TASK REQUIREMENTS >>
Here are the records. Print them all exactly.

═════ DATA EXTRACTS ═════

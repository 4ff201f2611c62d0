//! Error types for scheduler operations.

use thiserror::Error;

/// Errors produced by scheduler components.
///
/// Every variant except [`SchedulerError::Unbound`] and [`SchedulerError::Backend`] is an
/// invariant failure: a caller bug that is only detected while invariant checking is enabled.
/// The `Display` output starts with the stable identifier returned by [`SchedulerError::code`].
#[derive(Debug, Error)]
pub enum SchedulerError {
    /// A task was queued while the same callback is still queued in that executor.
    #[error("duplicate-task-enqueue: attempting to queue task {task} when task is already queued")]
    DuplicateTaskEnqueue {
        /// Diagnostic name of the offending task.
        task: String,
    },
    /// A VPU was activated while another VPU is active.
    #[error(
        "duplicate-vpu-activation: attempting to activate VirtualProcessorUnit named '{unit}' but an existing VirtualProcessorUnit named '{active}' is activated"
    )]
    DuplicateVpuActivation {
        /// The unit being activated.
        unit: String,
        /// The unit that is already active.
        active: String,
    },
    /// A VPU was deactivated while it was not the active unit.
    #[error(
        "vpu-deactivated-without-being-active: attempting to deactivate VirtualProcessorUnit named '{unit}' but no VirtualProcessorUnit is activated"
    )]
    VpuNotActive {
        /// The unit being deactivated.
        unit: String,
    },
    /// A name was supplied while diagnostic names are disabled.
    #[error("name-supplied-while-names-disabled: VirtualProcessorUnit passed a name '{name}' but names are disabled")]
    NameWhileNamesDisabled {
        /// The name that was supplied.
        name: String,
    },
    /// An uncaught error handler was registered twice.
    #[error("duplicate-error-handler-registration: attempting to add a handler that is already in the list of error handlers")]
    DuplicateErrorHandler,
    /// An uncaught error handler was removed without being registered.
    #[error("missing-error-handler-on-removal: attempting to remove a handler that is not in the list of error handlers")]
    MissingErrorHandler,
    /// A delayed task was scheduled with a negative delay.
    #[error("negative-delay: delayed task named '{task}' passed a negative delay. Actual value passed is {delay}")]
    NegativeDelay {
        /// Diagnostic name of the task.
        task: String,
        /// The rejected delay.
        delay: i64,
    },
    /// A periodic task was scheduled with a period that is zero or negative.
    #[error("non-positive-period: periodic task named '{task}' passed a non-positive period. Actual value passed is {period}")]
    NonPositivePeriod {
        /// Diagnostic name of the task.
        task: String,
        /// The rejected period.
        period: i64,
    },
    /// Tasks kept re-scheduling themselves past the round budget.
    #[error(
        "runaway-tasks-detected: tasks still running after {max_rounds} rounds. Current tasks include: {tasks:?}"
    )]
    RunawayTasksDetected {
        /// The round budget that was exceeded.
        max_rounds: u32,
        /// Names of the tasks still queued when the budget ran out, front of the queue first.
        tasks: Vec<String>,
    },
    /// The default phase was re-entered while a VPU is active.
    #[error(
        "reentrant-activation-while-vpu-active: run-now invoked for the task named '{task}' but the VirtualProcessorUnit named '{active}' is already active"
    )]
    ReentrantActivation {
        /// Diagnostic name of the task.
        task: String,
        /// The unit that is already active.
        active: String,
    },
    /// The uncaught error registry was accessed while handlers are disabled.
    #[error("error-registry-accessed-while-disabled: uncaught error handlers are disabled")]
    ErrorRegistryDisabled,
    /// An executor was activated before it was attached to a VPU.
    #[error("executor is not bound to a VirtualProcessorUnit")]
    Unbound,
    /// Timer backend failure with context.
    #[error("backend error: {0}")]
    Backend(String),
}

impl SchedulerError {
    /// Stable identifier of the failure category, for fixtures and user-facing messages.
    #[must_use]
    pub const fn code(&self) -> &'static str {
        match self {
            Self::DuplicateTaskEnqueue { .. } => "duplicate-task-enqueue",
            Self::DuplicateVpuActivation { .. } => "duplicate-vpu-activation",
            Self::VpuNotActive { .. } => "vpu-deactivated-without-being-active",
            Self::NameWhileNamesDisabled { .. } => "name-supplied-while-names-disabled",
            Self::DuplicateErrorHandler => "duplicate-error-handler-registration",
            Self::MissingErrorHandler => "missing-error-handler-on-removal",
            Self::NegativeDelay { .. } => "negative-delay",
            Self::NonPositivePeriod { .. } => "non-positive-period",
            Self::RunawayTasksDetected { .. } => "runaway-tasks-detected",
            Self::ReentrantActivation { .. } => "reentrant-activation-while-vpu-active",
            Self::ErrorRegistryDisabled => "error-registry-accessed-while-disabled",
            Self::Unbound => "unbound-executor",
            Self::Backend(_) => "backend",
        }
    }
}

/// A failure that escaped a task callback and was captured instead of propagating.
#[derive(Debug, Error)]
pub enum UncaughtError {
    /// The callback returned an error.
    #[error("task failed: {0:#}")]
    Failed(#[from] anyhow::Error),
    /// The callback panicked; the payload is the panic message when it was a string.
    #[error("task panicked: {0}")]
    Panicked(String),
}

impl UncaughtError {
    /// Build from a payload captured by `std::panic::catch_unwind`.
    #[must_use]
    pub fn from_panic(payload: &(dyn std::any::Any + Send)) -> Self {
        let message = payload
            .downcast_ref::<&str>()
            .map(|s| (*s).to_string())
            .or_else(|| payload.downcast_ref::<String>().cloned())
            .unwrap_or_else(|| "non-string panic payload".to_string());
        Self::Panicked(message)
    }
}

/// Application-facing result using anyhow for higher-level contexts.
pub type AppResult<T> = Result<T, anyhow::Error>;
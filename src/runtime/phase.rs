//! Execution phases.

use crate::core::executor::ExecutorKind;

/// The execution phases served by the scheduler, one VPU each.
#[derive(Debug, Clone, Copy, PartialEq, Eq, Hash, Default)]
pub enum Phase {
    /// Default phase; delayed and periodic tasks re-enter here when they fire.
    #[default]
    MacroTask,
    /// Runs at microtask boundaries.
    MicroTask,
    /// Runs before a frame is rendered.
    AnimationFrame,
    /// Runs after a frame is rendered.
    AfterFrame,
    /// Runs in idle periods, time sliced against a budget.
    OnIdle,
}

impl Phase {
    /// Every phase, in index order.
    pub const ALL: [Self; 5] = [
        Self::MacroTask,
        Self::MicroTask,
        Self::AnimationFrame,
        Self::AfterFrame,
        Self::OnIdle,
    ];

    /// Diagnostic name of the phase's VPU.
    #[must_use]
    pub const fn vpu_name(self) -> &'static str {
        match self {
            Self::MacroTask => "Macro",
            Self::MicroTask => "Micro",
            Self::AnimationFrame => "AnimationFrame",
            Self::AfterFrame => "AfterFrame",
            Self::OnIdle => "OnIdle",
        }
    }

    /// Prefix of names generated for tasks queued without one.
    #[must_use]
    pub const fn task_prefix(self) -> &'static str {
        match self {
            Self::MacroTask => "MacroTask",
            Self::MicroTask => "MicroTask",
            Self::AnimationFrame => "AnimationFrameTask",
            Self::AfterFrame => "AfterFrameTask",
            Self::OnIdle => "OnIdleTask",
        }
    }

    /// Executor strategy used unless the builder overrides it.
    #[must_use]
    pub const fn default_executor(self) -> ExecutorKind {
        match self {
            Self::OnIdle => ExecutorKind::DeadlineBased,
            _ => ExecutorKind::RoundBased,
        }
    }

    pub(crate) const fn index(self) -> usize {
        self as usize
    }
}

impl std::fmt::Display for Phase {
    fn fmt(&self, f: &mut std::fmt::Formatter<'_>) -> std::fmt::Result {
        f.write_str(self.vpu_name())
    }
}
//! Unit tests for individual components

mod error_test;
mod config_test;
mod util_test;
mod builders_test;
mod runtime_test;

═════

RESULT OF THE EXERCISE >>
repository 4ff201f2611c62d0
//! Error types for scheduler operations.

use thiserror::Error;

/// Errors produced by scheduler components.
///
/// Every variant except [`SchedulerError::Unbound`] and [`SchedulerError::Backend`] is an
/// invariant failure: a caller bug that is only detected while invariant checking is enabled.
/// The `Display` output starts with the stable identifier returned by [`SchedulerError::code`].
#[derive(Debug, Error)]
pub enum SchedulerError {
    /// A task was queued while the same callback is still queued in that executor.
    #[error("duplicate-task-enqueue: attempting to queue task {task} when task is already queued")]
    DuplicateTaskEnqueue {
        /// Diagnostic name of the offending task.
        task: String,
    },
    /// A VPU was activated while another VPU is active.
    #[error(
        "duplicate-vpu-activation: attempting to activate VirtualProcessorUnit named '{unit}' but an existing VirtualProcessorUnit named '{active}' is activated"
    )]
    DuplicateVpuActivation {
        /// The unit being activated.
        unit: String,
        /// The unit that is already active.
        active: String,
    },
    /// A VPU was deactivated while it was not the active unit.
    #[error(
        "vpu-deactivated-without-being-active: attempting to deactivate VirtualProcessorUnit named '{unit}' but no VirtualProcessorUnit is activated"
    )]
    VpuNotActive {
        /// The unit being deactivated.
        unit: String,
    },
    /// A name was supplied while diagnostic names are disabled.
    #[error("name-supplied-while-names-disabled: VirtualProcessorUnit passed a name '{name}' but names are disabled")]
    NameWhileNamesDisabled {
        /// The name that was supplied.
        name: String,
    },
    /// An uncaught error handler was registered twice.
    #[error("duplicate-error-handler-registration: attempting to add a handler that is already in the list of error handlers")]
    DuplicateErrorHandler,
    /// An uncaught error handler was removed without being registered.
    #[error("missing-error-handler-on-removal: attempting to remove a handler that is not in the list of error handlers")]
    MissingErrorHandler,
    /// A delayed task was scheduled with a negative delay.
    #[error("negative-delay: delayed task named '{task}' passed a negative delay. Actual value passed is {delay}")]
    NegativeDelay {
        /// Diagnostic name of the task.
        task: String,
        /// The rejected delay.
        delay: i64,
    },
    /// A periodic task was scheduled with a period that is zero or negative.
    #[error("non-positive-period: periodic task named '{task}' passed a non-positive period. Actual value passed is {period}")]
    NonPositivePeriod {
        /// Diagnostic name of the task.
        task: String,
        /// The rejected period.
        period: i64,
    },
    /// Tasks kept re-scheduling themselves past the round budget.
    #[error(
        "runaway-tasks-detected: tasks still running after {max_rounds} rounds. Current tasks include: {tasks:?}"
    )]
    RunawayTasksDetected {
        /// The round budget that was exceeded.
        max_rounds: u32,
        /// Names of the tasks still queued when the budget ran out, front of the queue first.
        tasks: Vec<String>,
    },
    /// The default phase was re-entered while a VPU is active.
    #[error(
        "reentrant-activation-while-vpu-active: run-now invoked for the task named '{task}' but the VirtualProcessorUnit named '{active}' is already active"
    )]
    ReentrantActivation {
        /// Diagnostic name of the task.
        task: String,
        /// The unit that is already active.
        active: String,
    },
    /// The uncaught error registry was accessed while handlers are disabled.
    #[error("error-registry-accessed-while-disabled: uncaught error handlers are disabled")]
    ErrorRegistryDisabled,
    /// An executor was activated before it was attached to a VPU.
    #[error("executor is not bound to a VirtualProcessorUnit")]
    Unbound,
    /// Timer backend failure with context.
    #[error("backend error: {0}")]
    Backend(String),
}

impl SchedulerError {
    /// Stable identifier of the failure category, for fixtures and user-facing messages.
    #[must_use]
    pub const fn code(&self) -> &'static str {
        match self {
            Self::DuplicateTaskEnqueue { .. } => "duplicate-task-enqueue",
            Self::DuplicateVpuActivation { .. } => "duplicate-vpu-activation",
            Self::VpuNotActive { .. } => "vpu-deactivated-without-being-active",
            Self::NameWhileNamesDisabled { .. } => "name-supplied-while-names-disabled",
            Self::DuplicateErrorHandler => "duplicate-error-handler-registration",
            Self::MissingErrorHandler => "missing-error-handler-on-removal",
            Self::NegativeDelay { .. } => "negative-delay",
            Self::NonPositivePeriod { .. } => "non-positive-period",
            Self::RunawayTasksDetected { .. } => "runaway-tasks-detected",
            Self::ReentrantActivation { .. } => "reentrant-activation-while-vpu-active",
            Self::ErrorRegistryDisabled => "error-registry-accessed-while-disabled",
            Self::Unbound => "unbound-executor",
            Self::Backend(_) => "backend",
        }
    }
}

/// A failure that escaped a task callback and was captured instead of propagating.
#[derive(Debug, Error)]
pub enum UncaughtError {
    /// The callback returned an error.
    #[error("task failed: {0:#}")]
    Failed(#[from] anyhow::Error),
    /// The callback panicked; the payload is the panic message when it was a string.
    #[error("task panicked: {0}")]
    Panicked(String),
}

impl UncaughtError {
    /// Build from a payload captured by `std::panic::catch_unwind`.
    #[must_use]
    pub fn from_panic(payload: &(dyn std::any::Any + Send)) -> Self {
        let message = payload
            .downcast_ref::<&str>()
            .map(|s| (*s).to_string())
            .or_else(|| payload.downcast_ref::<String>().cloned())
            .unwrap_or_else(|| "non-string panic payload".to_string());
        Self::Panicked(message)
    }
}

/// Application-facing result using anyhow for higher-level contexts.
pub type AppResult<T> = Result<T, anyhow::Error>;
filename src/runtime/phase.rs
//! Execution phases.

use crate::core::executor::ExecutorKind;

/// The execution phases served by the scheduler, one VPU each.
#[derive(Debug, Clone, Copy, PartialEq, Eq, Hash, Default)]
pub enum Phase {
    /// Default phase; delayed and periodic tasks re-enter here when they fire.
    #[default]
    MacroTask,
    /// Runs at microtask boundaries.
    MicroTask,
    /// Runs before a frame is rendered.
    AnimationFrame,
    /// Runs after a frame is rendered.
    AfterFrame,
    /// Runs in idle periods, time sliced against a budget.
    OnIdle,
}

impl Phase {
    /// Every phase, in index order.
    pub const ALL: [Self; 5] = [
        Self::MacroTask,
        Self::MicroTask,
        Self::AnimationFrame,
        Self::AfterFrame,
        Self::OnIdle,
    ];

    /// Diagnostic name of the phase's VPU.
    #[must_use]
    pub const fn vpu_name(self) -> &'static str {
        match self {
            Self::MacroTask => "Macro",
            Self::MicroTask => "Micro",
            Self::AnimationFrame => "AnimationFrame",
            Self::AfterFrame => "AfterFrame",
            Self::OnIdle => "OnIdle",
        }
    }

    /// Prefix of names generated for tasks queued without one.
    #[must_use]
    pub const fn task_prefix(self) -> &'static str {
        match self {
            Self::MacroTask => "MacroTask",
            Self::MicroTask => "MicroTask",
            Self::AnimationFrame => "AnimationFrameTask",
            Self::AfterFrame => "AfterFrameTask",
            Self::OnIdle => "OnIdleTask",
        }
    }

    /// Executor strategy used unless the builder overrides it.
    #[must_use]
    pub const fn default_executor(self) -> ExecutorKind {
        match self {
            Self::OnIdle => ExecutorKind::DeadlineBased,
            _ => ExecutorKind::RoundBased,
        }
    }

    pub(crate) const fn index(self) -> usize {
        self as usize
    }
}

impl std::fmt::Display for Phase {
    fn fmt(&self, f: &mut std::fmt::Formatter<'_>) -> std::fmt::Result {
        f.write_str(self.vpu_name())
    }
}
//! Unit tests for individual components

mod error_test;
mod config_test;
mod util_test;
mod builders_test;
mod runtime_test;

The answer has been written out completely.